:: HOW TO COMPLETE THIS TASK ::
Go through the entries that follow and count every line with the string "published". Reply with the number only.

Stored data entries

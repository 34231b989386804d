//! Product entity - Catalog entries that line items can be claimed against.
//!
//! A product is claimable when it is cashback-eligible, published, and not past its
//! unpublish date. Each product owns a set of aliases (alternative names).

use sea_orm::entity::prelude::*;
use serde::{Deserialize, Serialize};

/// Product database model
#[derive(Clone, Debug, PartialEq, Eq, DeriveEntityModel, Serialize, Deserialize)]
#[sea_orm(table_name = "products")]
pub struct Model {
    /// Unique identifier for the product
    #[sea_orm(primary_key)]
    pub id: i64,
    /// Authoritative product name; exact (case-insensitive) matches auto-verify
    pub canonical_name: String,
    /// Whether the product pays cashback at all
    pub cashback_eligible: bool,
    /// Cashback paid per claimed line item, in minor currency units
    pub cashback_amount: i64,
    /// Publication status; drafts cannot be claimed
    pub published: bool,
    /// Last day (inclusive) on which the product can be claimed
    pub unpublish_date: Option<Date>,
    /// When the product was created
    pub created_at: DateTime,
    /// When the product was last modified
    pub updated_at: DateTime,
}

/// Defines relationships between Product and other entities
#[derive(Copy, Clone, Debug, EnumIter, DeriveRelation)]
pub enum Relation {
    /// One product owns many aliases
    #[sea_orm(has_many = "super::product_alias::Entity")]
    ProductAliases,
}

impl Related<super::product_alias::Entity> for Entity {
    fn to() -> RelationDef {
        Relation::ProductAliases.def()
    }
}

impl ActiveModelBehavior for ActiveModel {}
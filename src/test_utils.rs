//! Shared test utilities for the reconciliation engine.
//!
//! This module provides common helper functions for setting up test databases, creating
//! test entities with sensible defaults, and faking the fiscal ticket service.

use crate::{
    config::settings::Settings,
    core::{alias, fiscal::FiscalTicketSource, product, receipt::ReceiptSubmission, user},
    entities::{self, ReceiptVerificationStatus},
    errors::{Error, Result},
};
use async_trait::async_trait;
use chrono::{DateTime, TimeZone, Utc};
use reqwest::Url;
use sea_orm::{ActiveModelTrait, DatabaseConnection, Set};
use serde_json::{Value, json};
use std::sync::atomic::{AtomicUsize, Ordering};

/// Transaction date every [`TicketBuilder`] ticket carries unless overridden.
pub const TICKET_DATE: &str = "2024-05-01T12:00:00";

/// Creates an in-memory `SQLite` database with all tables initialized.
/// This is the standard setup for all integration tests.
pub async fn setup_test_db() -> Result<DatabaseConnection> {
    let db = sea_orm::Database::connect("sqlite::memory:").await?;
    crate::config::database::create_tables(&db).await?;
    Ok(db)
}

/// Routes `tracing` output to the test harness. Safe to call from every test.
pub fn init_test_tracing() {
    let _ = tracing_subscriber::fmt()
        .with_env_filter(tracing_subscriber::EnvFilter::new("debug"))
        .with_test_writer()
        .try_init();
}

/// Default settings, as if no config file was present.
#[must_use]
pub fn test_settings() -> Settings {
    Settings::default()
}

/// A moment one day after [`TICKET_DATE`], well inside the default validity window.
#[must_use]
pub fn ticket_now() -> DateTime<Utc> {
    Utc.with_ymd_and_hms(2024, 5, 2, 12, 0, 0)
        .single()
        .unwrap_or_else(Utc::now)
}

/// Creates a test user with a zero balance.
pub async fn create_test_user(db: &DatabaseConnection, username: &str) -> Result<entities::UserModel> {
    user::create_user(db, username.to_string()).await
}

/// Creates a test product with sensible defaults.
///
/// # Defaults
/// * `cashback_eligible`: true
/// * `published`: true
/// * `unpublish_date`: None
pub async fn create_test_product(
    db: &DatabaseConnection,
    name: &str,
    cashback_amount: i64,
) -> Result<entities::ProductModel> {
    product::create_product(db, name.to_string(), cashback_amount, true, true, None).await
}

/// Creates an `unverified` alias for a product.
pub async fn create_test_alias(
    db: &DatabaseConnection,
    product_id: i64,
    name: &str,
) -> Result<entities::ProductAliasModel> {
    alias::create_alias(db, product_id, name).await
}

/// Inserts a receipt row directly, without items and without touching the balance.
pub async fn insert_test_receipt(
    db: &DatabaseConnection,
    user_id: i64,
    fiscal_id: &str,
    status: ReceiptVerificationStatus,
    final_cashback: i64,
) -> Result<entities::ReceiptModel> {
    let now = ticket_now();
    let receipt = entities::receipt::ActiveModel {
        transaction_id: Set(format!("tx-{fiscal_id}")),
        qr_data: Set(format!("qr-{fiscal_id}")),
        fiscal_id: Set(fiscal_id.to_string()),
        user_id: Set(user_id),
        date: Set(now),
        total_amount: Set(final_cashback),
        tax_amount: Set(0),
        tax_rate: Set(0.0),
        kkt_code: Set("010101".to_string()),
        kkt_serial_number: Set("SN-42".to_string()),
        payment_method: Set(None),
        verification_status: Set(status),
        final_cashback: Set(final_cashback),
        version: Set(0),
        created_at: Set(now),
        updated_at: Set(now),
        ..Default::default()
    };
    receipt.insert(db).await.map_err(Into::into)
}

/// Builds a submission whose QR payload is unique per `seq`.
#[must_use]
pub fn submission(user_id: i64, seq: u32, claims: &[(&str, i64)]) -> ReceiptSubmission {
    ReceiptSubmission {
        qr_data: format!("i={seq}&f=600123&s=1300.00&t=20240501T120000"),
        claims: claims
            .iter()
            .map(|(name, product_id)| ((*name).to_string(), *product_id))
            .collect(),
        user_id,
    }
}

/// Builder for fiscal ticket payloads in the shape the ticket service returns.
///
/// The ticket total is the sum of the added items, so built tickets are consistent unless
/// a test edits them afterwards.
#[derive(Debug, Clone)]
pub struct TicketBuilder {
    fiscal_id: String,
    date: String,
    items: Vec<Value>,
    total: i64,
}

impl TicketBuilder {
    /// Starts a ticket with no items.
    #[must_use]
    pub fn new(fiscal_id: &str) -> Self {
        Self {
            fiscal_id: fiscal_id.to_string(),
            date: TICKET_DATE.to_string(),
            items: Vec::new(),
            total: 0,
        }
    }

    /// Adds a line sold in pieces.
    #[must_use]
    pub fn item(mut self, name: &str, unit_price: i64, quantity: i64) -> Self {
        let sum = unit_price * quantity;
        self.items.push(json!({
            "commodity": {
                "name": name,
                "sectionCode": 1,
                "price": unit_price,
                "quantity": quantity,
                "measureUnitCode": "796",
                "sum": sum,
            }
        }));
        self.total += sum;
        self
    }

    /// Overrides the transaction date.
    #[must_use]
    pub fn date(mut self, date: &str) -> Self {
        self.date = date.to_string();
        self
    }

    /// Produces the payload.
    #[must_use]
    pub fn build(self) -> Value {
        json!({
            "ticket": {
                "transactionId": format!("tx-{}", self.fiscal_id),
                "fiscalId": self.fiscal_id,
                "transactionDate": self.date,
                "totalSum": self.total,
                "payments": [{ "paymentType": "PAYMENT_CARD", "sum": self.total }],
                "items": self.items,
            },
            "taxes": [{ "rate": 12.0, "sum": 156 }],
            "kkmFnsId": "010101",
            "kkmSerialNumber": "SN-42",
            "measureUnits": { "796": "pcs" },
        })
    }
}

/// [`FiscalTicketSource`] that answers every lookup with a canned payload.
#[derive(Debug)]
pub struct StubFiscalSource {
    response: Option<Value>,
    requests: AtomicUsize,
}

impl StubFiscalSource {
    /// A source that always returns `payload`.
    #[must_use]
    pub const fn new(payload: Value) -> Self {
        Self {
            response: Some(payload),
            requests: AtomicUsize::new(0),
        }
    }

    /// A source whose service is down.
    #[must_use]
    pub const fn unavailable() -> Self {
        Self {
            response: None,
            requests: AtomicUsize::new(0),
        }
    }

    /// Number of lookups made so far.
    #[must_use]
    pub fn requests(&self) -> usize {
        self.requests.load(Ordering::SeqCst)
    }
}

#[async_trait]
impl FiscalTicketSource for StubFiscalSource {
    async fn fetch_ticket(&self, _url: &Url) -> Result<Value> {
        self.requests.fetch_add(1, Ordering::SeqCst);
        self.response
            .clone()
            .ok_or_else(|| Error::UpstreamUnavailable {
                message: "stub service is offline".to_string(),
            })
    }
}
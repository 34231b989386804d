//! Product/alias matcher - Resolves parsed line items against the claimed products.
//!
//! Names are compared case-insensitively after trimming. Each line yields exactly one
//! [`ReceiptItem`]: a product claim when the user did not claim it, otherwise a cashback item
//! matched by canonical name, by an existing alias, or through a freshly minted alias.

use crate::{
    core::{
        alias::create_alias,
        product::{Catalog, CatalogEntry},
    },
    entities::{AliasStatus, ItemVerificationStatus, product_alias},
    errors::{Error, Result},
    models::{CashbackItem, ParsedLineItem, ProductClaim, ReceiptItem},
};
use sea_orm::ConnectionTrait;
use std::collections::HashMap;
use tracing::{debug, warn};

/// Canonical form used for every name comparison.
#[must_use]
pub fn normalize_name(name: &str) -> String {
    name.trim().to_lowercase()
}

/// The user's claim of which receipt lines are which products.
#[derive(Debug, Clone, PartialEq, Eq)]
pub struct ClaimMapping {
    by_name: HashMap<String, i64>,
}

impl ClaimMapping {
    /// Builds a mapping from raw line-item names to product ids.
    ///
    /// # Errors
    /// Returns `InvalidClaimMapping` if the mapping is empty, has a blank name, or has two
    /// names differing only by case that point to different products.
    pub fn new<I, K>(entries: I) -> Result<Self>
    where
        I: IntoIterator<Item = (K, i64)>,
        K: AsRef<str>,
    {
        let mut by_name = HashMap::new();
        for (name, product_id) in entries {
            let key = normalize_name(name.as_ref());
            if key.is_empty() {
                return Err(Error::InvalidClaimMapping {
                    message: "item names cannot be empty".to_string(),
                });
            }
            match by_name.insert(key.clone(), product_id) {
                Some(previous) if previous != product_id => {
                    return Err(Error::InvalidClaimMapping {
                        message: format!(
                            "'{key}' is claimed as both product {previous} and product {product_id}"
                        ),
                    });
                }
                _ => {}
            }
        }

        if by_name.is_empty() {
            return Err(Error::InvalidClaimMapping {
                message: "no items claimed".to_string(),
            });
        }
        Ok(Self { by_name })
    }

    /// Product claimed for a line-item name, if any.
    #[must_use]
    pub fn product_for(&self, name: &str) -> Option<i64> {
        self.by_name.get(&normalize_name(name)).copied()
    }

    /// Distinct claimed product ids in ascending order.
    #[must_use]
    pub fn product_ids(&self) -> Vec<i64> {
        let mut ids: Vec<i64> = self.by_name.values().copied().collect();
        ids.sort_unstable();
        ids.dedup();
        ids
    }

    /// Checks that every claimed name appears on the receipt.
    ///
    /// # Errors
    /// Returns `InvalidClaimMapping` naming the claimed items that are not on the receipt.
    pub fn validate_against(&self, items: &[ParsedLineItem]) -> Result<()> {
        let mut missing: Vec<&str> = self
            .by_name
            .keys()
            .filter(|key| !items.iter().any(|item| normalize_name(&item.name) == **key))
            .map(String::as_str)
            .collect();
        if missing.is_empty() {
            return Ok(());
        }
        missing.sort_unstable();
        Err(Error::InvalidClaimMapping {
            message: format!("claimed items not on the receipt: {}", missing.join(", ")),
        })
    }
}

/// How a claimed line relates to its product.
#[derive(Debug, Clone, Copy, PartialEq, Eq)]
pub enum MatchPlan<'a> {
    /// The name is the product's canonical name
    Canonical,
    /// The name is a known alternative name
    Alias(&'a product_alias::Model),
    /// The name is new for this product
    NewAlias,
}

/// Decides how `name` matches `entry` without touching storage.
#[must_use]
pub fn plan_item<'a>(name: &str, entry: &'a CatalogEntry) -> MatchPlan<'a> {
    let normalized = normalize_name(name);
    if normalize_name(&entry.product.canonical_name) == normalized {
        return MatchPlan::Canonical;
    }
    entry
        .aliases
        .iter()
        .find(|alias| normalize_name(&alias.alternative_name) == normalized)
        .map_or(MatchPlan::NewAlias, MatchPlan::Alias)
}

/// Item status earned by matching through an alias in the given state.
#[must_use]
pub const fn status_for_alias(status: AliasStatus) -> ItemVerificationStatus {
    match status {
        AliasStatus::Verified => ItemVerificationStatus::AutoVerifiedAlias,
        AliasStatus::Rejected => ItemVerificationStatus::AutoRejectedAlias,
        AliasStatus::Unverified => ItemVerificationStatus::ManualReview,
    }
}

/// Matches every line item, minting aliases for new names through `conn`.
///
/// New aliases are added to `catalog`, so a name repeated on the same receipt reuses the
/// alias minted for its first occurrence.
///
/// # Errors
/// - `InvalidProductReference` if a claimed product is not in `catalog`
/// - `AliasCreationFailed` if a new alias cannot be stored
pub async fn match_line_items<C>(
    conn: &C,
    items: &[ParsedLineItem],
    claims: &ClaimMapping,
    catalog: &mut Catalog,
) -> Result<Vec<ReceiptItem>>
where
    C: ConnectionTrait,
{
    let mut matched = Vec::with_capacity(items.len());

    for line in items {
        let Some(product_id) = claims.product_for(&line.name) else {
            matched.push(ReceiptItem::ProductClaim(ProductClaim {
                name: line.name.clone(),
                props: line.props.clone(),
            }));
            continue;
        };

        let entry = catalog
            .get_mut(&product_id)
            .ok_or_else(|| Error::InvalidProductReference {
                product_ids: vec![product_id],
            })?;

        let (alias_id, status, minted) = match plan_item(&line.name, entry) {
            MatchPlan::Canonical => (None, ItemVerificationStatus::AutoVerifiedCanon, None),
            MatchPlan::Alias(alias) => (
                Some(alias.id),
                status_for_alias(alias.verification_status),
                None,
            ),
            MatchPlan::NewAlias => {
                let alias = create_alias(conn, product_id, &line.name)
                    .await
                    .map_err(|err| match err {
                        Error::AliasCreationFailed { .. } => err,
                        other => Error::AliasCreationFailed {
                            name: line.name.clone(),
                            message: other.to_string(),
                        },
                    })
                    .inspect_err(|err| warn!("{}", err))?;
                (
                    Some(alias.id),
                    status_for_alias(alias.verification_status),
                    Some(alias),
                )
            }
        };
        if let Some(alias) = minted {
            entry.aliases.push(alias);
        }

        debug!(
            "Matched '{}' to product {} as {:?}",
            line.name, product_id, status
        );
        matched.push(ReceiptItem::Cashback(CashbackItem {
            name: line.name.clone(),
            props: line.props.clone(),
            product_id,
            alias_id,
            status,
            cashback: entry.product.cashback_amount,
        }));
    }

    Ok(matched)
}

:: SOLVED EXERCISE ::
3